Where a line contains the word "SuspiciousRename", copy that line from the records below.

-.-.-

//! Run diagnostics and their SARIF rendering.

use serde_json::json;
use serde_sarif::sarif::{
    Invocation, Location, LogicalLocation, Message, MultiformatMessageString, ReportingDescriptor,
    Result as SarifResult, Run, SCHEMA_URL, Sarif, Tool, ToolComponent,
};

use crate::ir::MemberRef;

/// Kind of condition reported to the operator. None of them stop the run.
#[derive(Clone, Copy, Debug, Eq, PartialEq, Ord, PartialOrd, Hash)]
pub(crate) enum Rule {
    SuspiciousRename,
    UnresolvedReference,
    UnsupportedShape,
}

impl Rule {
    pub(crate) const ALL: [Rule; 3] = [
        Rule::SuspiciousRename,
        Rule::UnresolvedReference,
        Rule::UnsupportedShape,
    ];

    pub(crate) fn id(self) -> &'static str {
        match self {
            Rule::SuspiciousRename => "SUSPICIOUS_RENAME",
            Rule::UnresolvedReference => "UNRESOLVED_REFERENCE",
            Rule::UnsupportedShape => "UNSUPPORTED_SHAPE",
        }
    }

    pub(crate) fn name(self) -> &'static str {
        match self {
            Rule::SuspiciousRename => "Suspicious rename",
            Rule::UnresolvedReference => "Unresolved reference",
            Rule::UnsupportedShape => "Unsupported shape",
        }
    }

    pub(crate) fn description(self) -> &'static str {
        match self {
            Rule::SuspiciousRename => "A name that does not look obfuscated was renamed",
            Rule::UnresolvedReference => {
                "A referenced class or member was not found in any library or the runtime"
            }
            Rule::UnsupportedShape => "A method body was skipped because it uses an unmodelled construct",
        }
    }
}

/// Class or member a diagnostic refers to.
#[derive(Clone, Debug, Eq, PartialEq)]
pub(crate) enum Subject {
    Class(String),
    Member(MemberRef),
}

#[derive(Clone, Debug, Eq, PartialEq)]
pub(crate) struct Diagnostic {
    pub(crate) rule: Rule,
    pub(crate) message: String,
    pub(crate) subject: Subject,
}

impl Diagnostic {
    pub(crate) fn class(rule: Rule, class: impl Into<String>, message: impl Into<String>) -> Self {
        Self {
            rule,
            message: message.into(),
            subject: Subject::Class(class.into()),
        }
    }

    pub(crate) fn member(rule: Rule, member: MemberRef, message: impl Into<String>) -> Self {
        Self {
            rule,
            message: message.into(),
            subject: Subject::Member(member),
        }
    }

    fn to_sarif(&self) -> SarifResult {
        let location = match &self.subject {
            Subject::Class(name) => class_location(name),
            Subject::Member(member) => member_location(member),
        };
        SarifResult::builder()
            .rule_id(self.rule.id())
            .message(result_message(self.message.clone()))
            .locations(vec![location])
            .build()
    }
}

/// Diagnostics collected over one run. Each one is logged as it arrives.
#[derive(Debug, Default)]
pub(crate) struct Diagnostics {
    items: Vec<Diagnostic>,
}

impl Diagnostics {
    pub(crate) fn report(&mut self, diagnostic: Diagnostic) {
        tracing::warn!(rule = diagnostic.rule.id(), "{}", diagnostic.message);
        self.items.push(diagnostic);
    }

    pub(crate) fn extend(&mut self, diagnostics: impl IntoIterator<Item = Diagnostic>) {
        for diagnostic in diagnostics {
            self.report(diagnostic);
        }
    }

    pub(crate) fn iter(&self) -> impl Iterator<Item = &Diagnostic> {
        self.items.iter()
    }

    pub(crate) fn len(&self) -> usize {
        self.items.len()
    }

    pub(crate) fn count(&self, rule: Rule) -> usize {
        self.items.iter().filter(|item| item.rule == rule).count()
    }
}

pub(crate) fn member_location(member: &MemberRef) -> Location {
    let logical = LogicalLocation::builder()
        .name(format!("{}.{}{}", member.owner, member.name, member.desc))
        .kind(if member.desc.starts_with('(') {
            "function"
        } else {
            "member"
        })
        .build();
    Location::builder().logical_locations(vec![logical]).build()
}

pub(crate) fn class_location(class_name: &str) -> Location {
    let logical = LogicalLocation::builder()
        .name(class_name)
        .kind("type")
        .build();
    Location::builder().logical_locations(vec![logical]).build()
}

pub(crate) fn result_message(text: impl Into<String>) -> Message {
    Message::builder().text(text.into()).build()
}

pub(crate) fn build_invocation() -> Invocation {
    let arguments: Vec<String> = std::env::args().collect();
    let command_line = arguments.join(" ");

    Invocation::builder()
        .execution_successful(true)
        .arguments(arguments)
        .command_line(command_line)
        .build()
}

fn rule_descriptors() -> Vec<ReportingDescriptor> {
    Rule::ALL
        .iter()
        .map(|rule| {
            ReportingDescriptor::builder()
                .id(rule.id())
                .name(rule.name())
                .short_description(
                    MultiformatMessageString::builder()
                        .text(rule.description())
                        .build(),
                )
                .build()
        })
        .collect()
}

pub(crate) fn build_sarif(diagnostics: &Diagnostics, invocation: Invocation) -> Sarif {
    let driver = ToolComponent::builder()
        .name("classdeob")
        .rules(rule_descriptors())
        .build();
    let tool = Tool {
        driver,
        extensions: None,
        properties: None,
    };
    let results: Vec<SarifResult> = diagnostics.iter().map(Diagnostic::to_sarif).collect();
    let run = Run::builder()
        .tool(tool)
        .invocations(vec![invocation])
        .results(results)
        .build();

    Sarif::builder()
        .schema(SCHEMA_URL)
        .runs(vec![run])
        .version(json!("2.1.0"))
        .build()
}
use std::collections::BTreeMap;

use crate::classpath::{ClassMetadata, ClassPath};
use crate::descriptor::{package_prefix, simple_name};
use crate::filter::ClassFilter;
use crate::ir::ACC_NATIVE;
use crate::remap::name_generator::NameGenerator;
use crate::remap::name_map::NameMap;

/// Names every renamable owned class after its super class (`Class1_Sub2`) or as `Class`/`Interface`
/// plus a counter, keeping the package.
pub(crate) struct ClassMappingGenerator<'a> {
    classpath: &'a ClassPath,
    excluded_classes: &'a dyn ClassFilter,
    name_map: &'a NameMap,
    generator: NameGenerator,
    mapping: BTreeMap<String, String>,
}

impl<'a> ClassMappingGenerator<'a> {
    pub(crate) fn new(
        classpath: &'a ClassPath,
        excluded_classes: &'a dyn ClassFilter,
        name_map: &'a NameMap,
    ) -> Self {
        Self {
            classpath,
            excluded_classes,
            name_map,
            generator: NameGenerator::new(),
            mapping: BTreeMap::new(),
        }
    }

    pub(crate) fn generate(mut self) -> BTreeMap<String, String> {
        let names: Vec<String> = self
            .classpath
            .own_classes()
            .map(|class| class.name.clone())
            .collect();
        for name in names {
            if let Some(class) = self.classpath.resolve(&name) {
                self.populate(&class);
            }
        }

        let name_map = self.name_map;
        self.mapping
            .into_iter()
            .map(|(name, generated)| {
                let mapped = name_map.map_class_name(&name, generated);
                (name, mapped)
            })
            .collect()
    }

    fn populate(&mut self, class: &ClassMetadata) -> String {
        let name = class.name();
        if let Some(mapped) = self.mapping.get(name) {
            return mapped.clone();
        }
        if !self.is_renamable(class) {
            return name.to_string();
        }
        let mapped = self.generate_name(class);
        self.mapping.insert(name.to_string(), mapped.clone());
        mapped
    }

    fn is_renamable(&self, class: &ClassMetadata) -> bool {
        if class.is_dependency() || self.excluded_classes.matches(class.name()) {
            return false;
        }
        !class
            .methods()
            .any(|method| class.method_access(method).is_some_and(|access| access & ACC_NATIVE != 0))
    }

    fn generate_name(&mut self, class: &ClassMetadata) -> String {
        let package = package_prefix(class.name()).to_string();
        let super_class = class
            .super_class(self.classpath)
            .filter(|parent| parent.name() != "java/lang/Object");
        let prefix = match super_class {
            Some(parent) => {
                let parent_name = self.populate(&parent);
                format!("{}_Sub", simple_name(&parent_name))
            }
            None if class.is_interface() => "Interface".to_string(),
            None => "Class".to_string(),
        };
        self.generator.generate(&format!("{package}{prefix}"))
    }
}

-.-.-

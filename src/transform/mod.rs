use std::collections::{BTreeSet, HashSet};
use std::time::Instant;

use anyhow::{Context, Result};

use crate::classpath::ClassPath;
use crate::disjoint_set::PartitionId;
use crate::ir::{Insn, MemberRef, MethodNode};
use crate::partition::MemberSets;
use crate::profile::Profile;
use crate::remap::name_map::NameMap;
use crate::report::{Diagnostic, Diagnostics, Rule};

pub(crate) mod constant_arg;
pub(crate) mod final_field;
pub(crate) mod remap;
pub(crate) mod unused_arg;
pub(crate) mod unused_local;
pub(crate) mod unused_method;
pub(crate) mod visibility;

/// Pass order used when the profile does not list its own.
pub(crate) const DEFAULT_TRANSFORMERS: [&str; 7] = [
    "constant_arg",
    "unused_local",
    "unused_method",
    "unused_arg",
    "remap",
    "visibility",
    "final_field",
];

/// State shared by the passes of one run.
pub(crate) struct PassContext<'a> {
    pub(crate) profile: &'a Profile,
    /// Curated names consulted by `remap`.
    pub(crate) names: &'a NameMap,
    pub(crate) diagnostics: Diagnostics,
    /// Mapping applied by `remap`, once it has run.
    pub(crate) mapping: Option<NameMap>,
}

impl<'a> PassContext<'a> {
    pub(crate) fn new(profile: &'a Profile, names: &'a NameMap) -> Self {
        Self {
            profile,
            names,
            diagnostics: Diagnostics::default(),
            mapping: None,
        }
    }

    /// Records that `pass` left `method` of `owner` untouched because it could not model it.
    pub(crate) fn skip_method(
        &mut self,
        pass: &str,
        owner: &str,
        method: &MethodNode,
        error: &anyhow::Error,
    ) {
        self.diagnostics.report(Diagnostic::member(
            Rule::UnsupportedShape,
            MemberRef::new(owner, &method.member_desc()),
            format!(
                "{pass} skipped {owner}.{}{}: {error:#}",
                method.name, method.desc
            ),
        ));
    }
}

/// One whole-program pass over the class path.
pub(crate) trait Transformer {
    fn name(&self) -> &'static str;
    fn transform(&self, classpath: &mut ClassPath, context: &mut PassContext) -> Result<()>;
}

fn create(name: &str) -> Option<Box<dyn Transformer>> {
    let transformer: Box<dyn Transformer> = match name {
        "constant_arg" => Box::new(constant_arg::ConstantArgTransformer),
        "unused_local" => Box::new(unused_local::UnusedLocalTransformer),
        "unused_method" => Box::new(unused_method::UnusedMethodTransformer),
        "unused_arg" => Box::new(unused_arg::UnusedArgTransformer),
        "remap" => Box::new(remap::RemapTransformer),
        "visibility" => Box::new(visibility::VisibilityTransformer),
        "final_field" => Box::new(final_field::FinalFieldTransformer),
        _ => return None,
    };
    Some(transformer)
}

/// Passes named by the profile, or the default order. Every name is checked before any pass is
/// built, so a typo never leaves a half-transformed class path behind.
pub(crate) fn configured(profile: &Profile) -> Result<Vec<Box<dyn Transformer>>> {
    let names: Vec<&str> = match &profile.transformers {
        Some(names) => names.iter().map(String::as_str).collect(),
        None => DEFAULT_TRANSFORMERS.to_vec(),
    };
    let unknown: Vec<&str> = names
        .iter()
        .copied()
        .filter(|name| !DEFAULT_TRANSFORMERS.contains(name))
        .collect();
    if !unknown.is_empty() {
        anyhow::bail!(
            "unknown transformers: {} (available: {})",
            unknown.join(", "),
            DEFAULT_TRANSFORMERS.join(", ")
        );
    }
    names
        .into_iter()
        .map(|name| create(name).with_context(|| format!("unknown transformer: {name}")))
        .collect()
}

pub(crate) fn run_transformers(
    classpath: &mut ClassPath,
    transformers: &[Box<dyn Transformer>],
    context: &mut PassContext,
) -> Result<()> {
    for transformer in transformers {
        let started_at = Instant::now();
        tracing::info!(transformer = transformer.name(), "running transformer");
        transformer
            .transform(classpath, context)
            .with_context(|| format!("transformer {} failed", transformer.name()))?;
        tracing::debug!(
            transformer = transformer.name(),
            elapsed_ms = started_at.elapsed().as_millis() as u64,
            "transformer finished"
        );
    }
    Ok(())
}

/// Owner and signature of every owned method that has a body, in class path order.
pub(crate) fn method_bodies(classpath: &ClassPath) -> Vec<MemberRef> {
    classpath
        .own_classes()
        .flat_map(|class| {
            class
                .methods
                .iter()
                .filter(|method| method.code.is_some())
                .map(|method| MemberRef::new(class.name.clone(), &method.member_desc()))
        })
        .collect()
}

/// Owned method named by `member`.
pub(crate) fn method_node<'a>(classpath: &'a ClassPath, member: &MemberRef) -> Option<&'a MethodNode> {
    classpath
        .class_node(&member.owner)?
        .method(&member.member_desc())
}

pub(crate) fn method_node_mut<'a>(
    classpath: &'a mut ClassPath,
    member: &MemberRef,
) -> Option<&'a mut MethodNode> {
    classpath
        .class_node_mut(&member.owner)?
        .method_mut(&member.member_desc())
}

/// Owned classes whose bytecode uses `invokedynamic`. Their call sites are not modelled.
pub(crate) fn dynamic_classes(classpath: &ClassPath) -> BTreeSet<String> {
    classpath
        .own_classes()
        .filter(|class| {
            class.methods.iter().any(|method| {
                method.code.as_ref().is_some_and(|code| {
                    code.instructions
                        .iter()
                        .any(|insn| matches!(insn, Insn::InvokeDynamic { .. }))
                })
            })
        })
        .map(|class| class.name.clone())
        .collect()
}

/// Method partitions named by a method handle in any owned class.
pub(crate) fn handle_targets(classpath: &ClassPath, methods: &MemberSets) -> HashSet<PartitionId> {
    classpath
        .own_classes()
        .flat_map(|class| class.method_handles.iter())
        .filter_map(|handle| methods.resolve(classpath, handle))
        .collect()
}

-.-.-

## Answer for this exercise
    SuspiciousRename,
        Rule::SuspiciousRename,
            Rule::SuspiciousRename => "SUSPICIOUS_RENAME",
            Rule::SuspiciousRename => "Suspicious rename",
            Rule::SuspiciousRename => "A name that does not look obfuscated was renamed",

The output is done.